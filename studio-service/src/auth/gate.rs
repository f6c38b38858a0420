//! Per-resource authorization decisions.
//!
//! The gate only reads relationship facts and returns a [`Decision`]. It
//! never caches a fact across calls and never touches the transport.

use service_core::error::AppError;
use std::fmt;
use std::sync::Arc;

use super::session::Identity;
use crate::models::{StudioInstructor, UserType};
use crate::store::StudioStore;

/// The resource a request targets, built from path and query parameters.
#[derive(Debug, Clone, PartialEq, Eq)]
pub enum ResourceScope {
    /// Instructor acting on a studio.
    Studio { studio_id: Option<String> },
    /// Instructor acting on a client record owned by a studio.
    StudioClient {
        studio_id: Option<String>,
        client_id: String,
    },
    /// Studio admin acting on an instructor membership row.
    StudioInstructorLink { link_id: String },
    /// Instructor acting on a student membership row.
    StudioStudentLink { link_id: String },
    /// Student acting on their own record.
    OwnRecord { target_id: String },
}

impl fmt::Display for ResourceScope {
    fn fmt(&self, f: &mut fmt::Formatter<'_>) -> fmt::Result {
        match self {
            ResourceScope::Studio { studio_id } => {
                write!(f, "studio:{}", studio_id.as_deref().unwrap_or("-"))
            }
            ResourceScope::StudioClient {
                studio_id,
                client_id,
            } => write!(
                f,
                "studio:{}/client:{}",
                studio_id.as_deref().unwrap_or("-"),
                client_id
            ),
            ResourceScope::StudioInstructorLink { link_id } => {
                write!(f, "studio_instructor:{}", link_id)
            }
            ResourceScope::StudioStudentLink { link_id } => write!(f, "studio_student:{}", link_id),
            ResourceScope::OwnRecord { target_id } => write!(f, "self:{}", target_id),
        }
    }
}

#[derive(Debug, Clone, Copy, PartialEq, Eq)]
pub enum DenialReason {
    /// Authenticated but lacking the relationship.
    Forbidden,
    /// The scope is missing the id it needs.
    MissingScope,
    /// A relationship row named by the scope does not exist.
    NotFound,
}

/// What the caller is allowed to act as, once authorized.
#[derive(Debug, Clone, PartialEq, Eq)]
pub struct Actor {
    pub identity: Identity,
    /// Studio the decision was made against, when the scope has one.
    pub studio_id: Option<i64>,
    /// Membership that granted access, for instructor scopes.
    pub membership: Option<StudioInstructor>,
}

#[derive(Debug, Clone, PartialEq, Eq)]
pub enum Decision {
    Authorized(Actor),
    Denied(DenialReason),
}

impl Decision {
    pub fn is_authorized(&self) -> bool {
        matches!(self, Decision::Authorized(_))
    }

    /// Turn a denial into the matching boundary error.
    pub fn into_result(self) -> Result<Actor, AppError> {
        match self {
            Decision::Authorized(actor) => Ok(actor),
            Decision::Denied(DenialReason::Forbidden) => Err(AppError::Forbidden(
                anyhow::anyhow!("You do not have access to this resource"),
            )),
            Decision::Denied(DenialReason::MissingScope) => Err(AppError::BadRequest(
                anyhow::anyhow!("Missing resource identifier"),
            )),
            Decision::Denied(DenialReason::NotFound) => {
                Err(AppError::NotFound(anyhow::anyhow!("Resource not found")))
            }
        }
    }
}

#[derive(Clone)]
pub struct AuthorizationGate {
    store: Arc<dyn StudioStore>,
}

impl AuthorizationGate {
    pub fn new(store: Arc<dyn StudioStore>) -> Self {
        Self { store }
    }

    /// Decide whether `identity` may act on `scope`.
    ///
    /// Store failures come back as `Err` and are never turned into an allow.
    pub async fn authorize(
        &self,
        identity: &Identity,
        scope: &ResourceScope,
    ) -> Result<Decision, AppError> {
        let decision = match scope {
            ResourceScope::Studio { studio_id }
            | ResourceScope::StudioClient { studio_id, .. } => {
                self.studio_access(identity, studio_id.as_deref()).await?
            }
            ResourceScope::StudioInstructorLink { link_id } => {
                self.instructor_link_access(identity, link_id).await?
            }
            ResourceScope::StudioStudentLink { link_id } => {
                self.student_link_access(identity, link_id).await?
            }
            ResourceScope::OwnRecord { target_id } => own_record_access(identity, target_id),
        };

        match &decision {
            Decision::Authorized(_) => {
                tracing::debug!(user_id = identity.user_id, scope = %scope, "Access granted");
            }
            Decision::Denied(reason) => {
                tracing::warn!(
                    user_id = identity.user_id,
                    user_type = %identity.user_type,
                    scope = %scope,
                    reason = ?reason,
                    "Access denied"
                );
            }
        }

        Ok(decision)
    }

    async fn studio_access(
        &self,
        identity: &Identity,
        studio_id: Option<&str>,
    ) -> Result<Decision, AppError> {
        let Some(studio_id) = studio_id.map(str::trim).filter(|s| !s.is_empty()) else {
            return Ok(Decision::Denied(DenialReason::MissingScope));
        };

        if identity.user_type != UserType::Instructor {
            return Ok(Decision::Denied(DenialReason::Forbidden));
        }

        // An id that cannot name a studio cannot have a fact either.
        let Ok(studio_id) = studio_id.parse::<i64>() else {
            return Ok(Decision::Denied(DenialReason::Forbidden));
        };

        self.membership_decision(identity, studio_id, false).await
    }

    async fn membership_decision(
        &self,
        identity: &Identity,
        studio_id: i64,
        require_admin: bool,
    ) -> Result<Decision, AppError> {
        let membership = self
            .store
            .find_studio_instructor(identity.user_id, studio_id)
            .await?;

        match membership {
            Some(m) if m.is_approved && (m.is_admin || !require_admin) => {
                Ok(Decision::Authorized(Actor {
                    identity: identity.clone(),
                    studio_id: Some(studio_id),
                    membership: Some(m),
                }))
            }
            _ => Ok(Decision::Denied(DenialReason::Forbidden)),
        }
    }

    async fn instructor_link_access(
        &self,
        identity: &Identity,
        link_id: &str,
    ) -> Result<Decision, AppError> {
        let Some(link_id) = parse_id(link_id) else {
            return Ok(Decision::Denied(DenialReason::MissingScope));
        };
        if identity.user_type != UserType::Instructor {
            return Ok(Decision::Denied(DenialReason::Forbidden));
        }

        match self.store.find_studio_instructor_by_id(link_id).await? {
            Some(link) => {
                self.membership_decision(identity, link.studio_id, true)
                    .await
            }
            None => Ok(Decision::Denied(DenialReason::NotFound)),
        }
    }

    async fn student_link_access(
        &self,
        identity: &Identity,
        link_id: &str,
    ) -> Result<Decision, AppError> {
        let Some(link_id) = parse_id(link_id) else {
            return Ok(Decision::Denied(DenialReason::MissingScope));
        };
        if identity.user_type != UserType::Instructor {
            return Ok(Decision::Denied(DenialReason::Forbidden));
        }

        match self.store.find_studio_student_by_id(link_id).await? {
            Some(link) => {
                self.membership_decision(identity, link.studio_id, false)
                    .await
            }
            None => Ok(Decision::Denied(DenialReason::NotFound)),
        }
    }
}

fn parse_id(raw: &str) -> Option<i64> {
    raw.trim().parse().ok()
}

fn own_record_access(identity: &Identity, target_id: &str) -> Decision {
    if identity.user_type == UserType::Student && identity.user_id.to_string() == target_id.trim()
    {
        Decision::Authorized(Actor {
            identity: identity.clone(),
            studio_id: None,
            membership: None,
        })
    } else {
        Decision::Denied(DenialReason::Forbidden)
    }
}

#[cfg(test)]
mod tests {
    use super::*;
    use crate::store::MemoryStore;

    fn instructor(id: i64) -> Identity {
        Identity {
            email: format!("instructor{}@studio.test", id),
            user_type: UserType::Instructor,
            user_id: id,
        }
    }

    fn student(id: i64) -> Identity {
        Identity {
            email: format!("student{}@studio.test", id),
            user_type: UserType::Student,
            user_id: id,
        }
    }

    fn studio(id: &str) -> ResourceScope {
        ResourceScope::Studio {
            studio_id: Some(id.to_string()),
        }
    }

    fn setup() -> (AuthorizationGate, Arc<MemoryStore>) {
        let store = Arc::new(MemoryStore::new());
        (AuthorizationGate::new(store.clone()), store)
    }

    #[tokio::test]
    async fn test_instructor_needs_studio_fact() {
        let (gate, store) = setup();
        let kim = instructor(10);

        let decision = gate.authorize(&kim, &studio("1")).await.unwrap();
        assert_eq!(decision, Decision::Denied(DenialReason::Forbidden));

        store.link_instructor(1, 10, true, false).unwrap();
        let decision = gate.authorize(&kim, &studio("1")).await.unwrap();
        assert!(decision.is_authorized());

        // A fact for another studio grants nothing here.
        let decision = gate.authorize(&kim, &studio("2")).await.unwrap();
        assert_eq!(decision, Decision::Denied(DenialReason::Forbidden));
    }

    #[tokio::test]
    async fn test_revocation_applies_on_next_call() {
        let (gate, store) = setup();
        let kim = instructor(10);
        store.link_instructor(1, 10, true, false).unwrap();
        assert!(gate.authorize(&kim, &studio("1")).await.unwrap().is_authorized());

        store.unlink_instructor(1, 10).unwrap();
        assert_eq!(
            gate.authorize(&kim, &studio("1")).await.unwrap(),
            Decision::Denied(DenialReason::Forbidden)
        );
    }

    #[tokio::test]
    async fn test_unapproved_membership_is_forbidden() {
        let (gate, store) = setup();
        let link = store.link_instructor(1, 10, false, false).unwrap();
        assert_eq!(
            gate.authorize(&instructor(10), &studio("1")).await.unwrap(),
            Decision::Denied(DenialReason::Forbidden)
        );

        store.set_studio_instructor_approval(link.id, true).await.unwrap();
        assert!(gate
            .authorize(&instructor(10), &studio("1"))
            .await
            .unwrap()
            .is_authorized());
    }

    #[tokio::test]
    async fn test_missing_studio_id_is_checked_before_lookup() {
        let (gate, store) = setup();
        store.set_unavailable(true);

        for scope in [
            ResourceScope::Studio { studio_id: None },
            studio("  "),
            ResourceScope::StudioClient {
                studio_id: None,
                client_id: "3".to_string(),
            },
        ] {
            let decision = gate.authorize(&instructor(10), &scope).await.unwrap();
            assert_eq!(decision, Decision::Denied(DenialReason::MissingScope));
        }
    }

    #[tokio::test]
    async fn test_students_cannot_act_on_studios() {
        let (gate, store) = setup();
        store.link_instructor(1, 10, true, true).unwrap();
        assert_eq!(
            gate.authorize(&student(10), &studio("1")).await.unwrap(),
            Decision::Denied(DenialReason::Forbidden)
        );
    }

    #[tokio::test]
    async fn test_client_scope_delegates_to_studio() {
        let (gate, store) = setup();
        store.link_instructor(1, 10, true, false).unwrap();

        // The client need not exist; existence is the caller's concern.
        let scope = ResourceScope::StudioClient {
            studio_id: Some("1".to_string()),
            client_id: "999".to_string(),
        };
        let actor = gate
            .authorize(&instructor(10), &scope)
            .await
            .unwrap()
            .into_result()
            .unwrap();
        assert_eq!(actor.studio_id, Some(1));
    }

    #[tokio::test]
    async fn test_student_self_scope_compares_ids() {
        let (gate, _) = setup();
        let me = student(42);

        let own = ResourceScope::OwnRecord {
            target_id: "42".to_string(),
        };
        let other = ResourceScope::OwnRecord {
            target_id: "43".to_string(),
        };
        assert!(gate.authorize(&me, &own).await.unwrap().is_authorized());
        assert_eq!(
            gate.authorize(&me, &other).await.unwrap(),
            Decision::Denied(DenialReason::Forbidden)
        );

        // Same id, wrong role.
        assert_eq!(
            gate.authorize(&instructor(42), &own).await.unwrap(),
            Decision::Denied(DenialReason::Forbidden)
        );
    }

    #[tokio::test]
    async fn test_instructor_link_requires_studio_admin() {
        let (gate, store) = setup();
        let pending = store.link_instructor(1, 20, false, false).unwrap();
        let scope = ResourceScope::StudioInstructorLink {
            link_id: pending.id.to_string(),
        };

        store.link_instructor(1, 10, true, false).unwrap();
        assert_eq!(
            gate.authorize(&instructor(10), &scope).await.unwrap(),
            Decision::Denied(DenialReason::Forbidden)
        );

        store.link_instructor(1, 11, true, true).unwrap();
        assert!(gate
            .authorize(&instructor(11), &scope)
            .await
            .unwrap()
            .is_authorized());
    }

    #[tokio::test]
    async fn test_missing_link_is_not_found() {
        let (gate, _) = setup();
        let scope = ResourceScope::StudioStudentLink {
            link_id: "12345".to_string(),
        };
        assert_eq!(
            gate.authorize(&instructor(10), &scope).await.unwrap(),
            Decision::Denied(DenialReason::NotFound)
        );
    }

    #[tokio::test]
    async fn test_store_failure_is_an_error_not_a_decision() {
        let (gate, store) = setup();
        store.link_instructor(1, 10, true, false).unwrap();
        store.set_unavailable(true);

        let result = gate.authorize(&instructor(10), &studio("1")).await;
        assert!(matches!(result, Err(AppError::DatabaseError(_))));
    }

    #[test]
    fn test_denials_map_to_boundary_errors() {
        let forbidden = Decision::Denied(DenialReason::Forbidden).into_result();
        assert!(matches!(forbidden, Err(AppError::Forbidden(_))));
        let missing = Decision::Denied(DenialReason::MissingScope).into_result();
        assert!(matches!(missing, Err(AppError::BadRequest(_))));
    }
}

----------------

## TASK TO CARRY OUT
Which of the lines above include the word "caller"? Copy each of them.

## TASK OUTPUT
/// What the caller is allowed to act as, once authorized.
        // The client need not exist; existence is the caller's concern.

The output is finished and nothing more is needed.